After an exasperating sleep, I woke up and checked my phone again. NOTHING. I slammed my phone on the counter and started putting on rage-make up (stabbing my eyes with the mascara wand repeatedly and deliberately (jk)). My face was bitch-face all along when we are on the subway, I look like Ron Swanson throughout the whole journey.

Then we arrived at the coach station to buy tickets to Ipoh. My mum sent my cranky ass to buy 3 tickets from the man whom I nearly snapped at (and I did) for no reason. After an hour under the blazing freaking sun, I was never more grumpy as I stomped to the ticket counter and asked the man

“When the fuck is the coach coming? It should be here by now!”

“There might be a little delay, sorry madam.” He said with a straight face.

I stared at him while walking away. (Sorry for snapping at you, if you read this by any chance, I sincerely apologise to you.)

10 minutes passed, we finally got on the bus. The air conditioner was a saviour, Mr.Anger in my head had chilled out a bit.

STILL NOTHING. It has been more than 24 hours! Yep, he is breaking up with me, like every-jerk else. Oh my god, maybe he met another girl.

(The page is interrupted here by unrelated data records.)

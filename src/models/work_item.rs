use crate::error::ValidationError;
use crate::models::catalog::{Catalog, CatalogEntry};
use crate::models::date_range::DateRange;
use crate::models::identity::validate_cuit;
use serde::{Deserialize, Serialize};
use std::collections::HashSet;
use std::fmt;

/// 操作类型：决定一个事项需要跑几次查询
#[derive(Debug, Clone, Copy, PartialEq, Eq, Hash, Serialize, Deserialize)]
#[serde(rename_all = "snake_case")]
pub enum OperationMode {
    /// 只查预扣（Retención）
    Retencion,
    /// 只查代收（Percepción）
    Percepcion,
    /// 一次查询同时包含两者
    Ambas,
    /// 分两次查询：先预扣，再代收
    AmbasSeparadas,
    /// 没有操作类型字段，只填日期
    FechaSolo,
}

impl OperationMode {
    /// 展开为有序的变体列表
    pub fn variants(self) -> Vec<Variant> {
        match self {
            OperationMode::Retencion => vec![Variant::new("Retención", Some("1"))],
            OperationMode::Percepcion => vec![Variant::new("Percepción", Some("2"))],
            OperationMode::Ambas => vec![Variant::new("Retención y percepción", Some("0"))],
            OperationMode::AmbasSeparadas => vec![
                Variant::new("Retención", Some("1")),
                Variant::new("Percepción", Some("2")),
            ],
            OperationMode::FechaSolo => vec![Variant::new("Solo fecha", None)],
        }
    }

    pub fn as_str(self) -> &'static str {
        match self {
            OperationMode::Retencion => "retencion",
            OperationMode::Percepcion => "percepcion",
            OperationMode::Ambas => "ambas",
            OperationMode::AmbasSeparadas => "ambas_separadas",
            OperationMode::FechaSolo => "fecha_solo",
        }
    }
}

/// 一个事项下的一次子查询
#[derive(Debug, Clone, PartialEq, Eq)]
pub struct Variant {
    /// 显示名称
    pub label: String,
    /// 操作类型单选框的值；`None` 表示表单里没有该字段
    pub operation_value: Option<String>,
}

impl Variant {
    pub fn new(label: &str, operation_value: Option<&str>) -> Self {
        Self {
            label: label.to_string(),
            operation_value: operation_value.map(str::to_string),
        }
    }
}

/// 一个可请求的工作单元
#[derive(Debug, Clone, PartialEq, Eq)]
pub struct WorkItem {
    pub category: String,
    pub key: String,
    pub name: String,
    pub variants: Vec<Variant>,
    pub date_range: DateRange,
}

impl WorkItem {
    fn from_entry(entry: &CatalogEntry, date_range: DateRange) -> Self {
        Self {
            category: entry.category.clone(),
            key: entry.code.clone(),
            name: entry.name.clone(),
            variants: entry.mode.variants(),
            date_range,
        }
    }

    /// 导出列表中用于匹配的内容标签，例如 `IMP_217` -> `217`
    pub fn tag(&self) -> &str {
        match self.key.split_once('_') {
            Some((_, number)) => number,
            None => &self.key,
        }
    }
}

impl fmt::Display for WorkItem {
    fn fmt(&self, f: &mut fmt::Formatter<'_>) -> fmt::Result {
        write!(f, "{} [{}]", self.name, self.category)
    }
}

/// 有序的工作计划
///
/// 顺序在创建时固定，恢复时必须使用同一目录以保证顺序一致。
#[derive(Debug, Clone, PartialEq, Eq)]
pub struct WorkPlan {
    items: Vec<WorkItem>,
    pub date_range: DateRange,
    pub target_identity: String,
    pub login_identity: String,
}

impl WorkPlan {
    /// 批量模式：目录中的全部事项
    pub fn batch(
        catalog: &Catalog,
        date_range: DateRange,
        login_identity: &str,
        target_identity: &str,
    ) -> Result<Self, ValidationError> {
        let items = catalog
            .entries()
            .iter()
            .map(|entry| WorkItem::from_entry(entry, date_range))
            .collect();
        Self::new(items, date_range, login_identity, target_identity)
    }

    /// 单项模式：只处理目录中的一个事项
    pub fn single(
        catalog: &Catalog,
        key: &str,
        date_range: DateRange,
        login_identity: &str,
        target_identity: &str,
    ) -> Result<Self, ValidationError> {
        let entry = catalog
            .get(key)
            .ok_or_else(|| ValidationError::UnknownItem {
                key: key.to_string(),
            })?;
        let items = vec![WorkItem::from_entry(entry, date_range)];
        Self::new(items, date_range, login_identity, target_identity)
    }

    /// 校验所有不变量后创建计划
    pub fn new(
        items: Vec<WorkItem>,
        date_range: DateRange,
        login_identity: &str,
        target_identity: &str,
    ) -> Result<Self, ValidationError> {
        let plan = Self {
            items,
            date_range,
            target_identity: target_identity.to_string(),
            login_identity: login_identity.to_string(),
        };
        plan.validate()?;
        Ok(plan)
    }

    /// 检查身份、日期范围与事项列表
    pub fn validate(&self) -> Result<(), ValidationError> {
        validate_cuit("CUIT (login)", &self.login_identity)?;
        validate_cuit("CUIT (target)", &self.target_identity)?;
        DateRange::new(self.date_range.start, self.date_range.end)?;

        if self.items.is_empty() {
            return Err(ValidationError::EmptyPlan);
        }

        let mut seen = HashSet::new();
        for item in &self.items {
            if !seen.insert(item.key.as_str()) {
                return Err(ValidationError::DuplicateKey {
                    key: item.key.clone(),
                });
            }
            if item.variants.is_empty() {
                return Err(ValidationError::EmptyVariants {
                    key: item.key.clone(),
                });
            }
        }
        Ok(())
    }

    pub fn items(&self) -> &[WorkItem] {
        &self.items
    }

    pub fn len(&self) -> usize {
        self.items.len()
    }

    pub fn is_empty(&self) -> bool {
        self.items.is_empty()
    }
}

#[cfg(test)]
mod tests {
    use super::*;

    const LOGIN: &str = "20111111112";
    const TARGET: &str = "30500010912";

    fn range() -> DateRange {
        DateRange::parse("01/01/2024", "31/03/2024").unwrap()
    }

    fn item(key: &str, variants: Vec<Variant>) -> WorkItem {
        WorkItem {
            category: "Impositivas".to_string(),
            key: key.to_string(),
            name: key.to_string(),
            variants,
            date_range: range(),
        }
    }

    #[test]
    fn test_ambas_separadas_has_two_ordered_variants() {
        let variants = OperationMode::AmbasSeparadas.variants();
        assert_eq!(variants.len(), 2);
        assert_eq!(variants[0].operation_value.as_deref(), Some("1"));
        assert_eq!(variants[1].operation_value.as_deref(), Some("2"));
        assert_eq!(OperationMode::FechaSolo.variants()[0].operation_value, None);
    }

    #[test]
    fn test_tag_is_numeric_suffix() {
        let it = item("IMP_217", OperationMode::Ambas.variants());
        assert_eq!(it.tag(), "217");
        let plain = item("939", OperationMode::Percepcion.variants());
        assert_eq!(plain.tag(), "939");
    }

    #[test]
    fn test_duplicate_keys_rejected() {
        let items = vec![
            item("IMP_217", OperationMode::Ambas.variants()),
            item("IMP_217", OperationMode::Ambas.variants()),
        ];
        let err = WorkPlan::new(items, range(), LOGIN, TARGET).unwrap_err();
        assert_eq!(
            err,
            ValidationError::DuplicateKey {
                key: "IMP_217".to_string()
            }
        );
    }

    #[test]
    fn test_empty_variants_rejected() {
        let err = WorkPlan::new(vec![item("IMP_172", vec![])], range(), LOGIN, TARGET).unwrap_err();
        assert!(matches!(err, ValidationError::EmptyVariants { .. }));
    }

    #[test]
    fn test_invalid_identity_rejected() {
        let items = vec![item("IMP_172", OperationMode::Retencion.variants())];
        let err = WorkPlan::new(items, range(), "123", TARGET).unwrap_err();
        assert!(matches!(err, ValidationError::InvalidCuit { .. }));
    }

    #[test]
    fn test_single_unknown_key() {
        let catalog = Catalog::builtin();
        let err = WorkPlan::single(&catalog, "IMP_000", range(), LOGIN, TARGET).unwrap_err();
        assert_eq!(
            err,
            ValidationError::UnknownItem {
                key: "IMP_000".to_string()
            }
        );
    }

    #[test]
    fn test_batch_preserves_catalog_order() {
        let catalog = Catalog::builtin();
        let plan = WorkPlan::batch(&catalog, range(), LOGIN, TARGET).unwrap();
        let keys: Vec<&str> = plan.items().iter().map(|i| i.key.as_str()).collect();
        let expected: Vec<&str> = catalog.entries().iter().map(|e| e.code.as_str()).collect();
        assert_eq!(keys, expected);
        assert!(plan.items().iter().all(|i| i.date_range == range()));
    }
}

While I was in my little drama, the BBC news popped up “Breaking news: Berlin truck attack…”. I gasped. Maybe he went to Berlin with his family and…

Oh come off it Joyce, he is alive. It is 100% sure, he is breaking up with you. No, maybe if I find him and find out what happened, at least I know why is he breaking up with me. Yes, make sense, I am texting him.

I lose again, as always. I can never be tough enough to stand up against others, I am always the one who step down and shut up.

“Hi.” Two letters, keep it simple, don’t let him know you are fretting.

Once I hit ‘send’. Something magical happened, 10 messages appeared one by one. My eyes widened with bliss and bewilderment.

“Good morning, just something for you to wake up to ❤”

“Oooh the wings look yummy!”

“How have you been?”

It was merely a technical problem. We were both texting each other but somehow Apple did not let us connect.

Humiliation, absurdity, derogatoriness filled up my whole body in a split second. I wished there was a well for me to jump down and never come out. My friends’ messages made me blushed with chagrin as they kept sending me consoling messages, trying to cheer me up and telling me not to overthink. I buried my face in my hands, I buried them so deep I wish I could suffocate myself.

So yeah, men are jerks.


Not really.

Maybe my overthinking issue is a bit over the line. But don’t we all have them? Well, not as severe as mine but…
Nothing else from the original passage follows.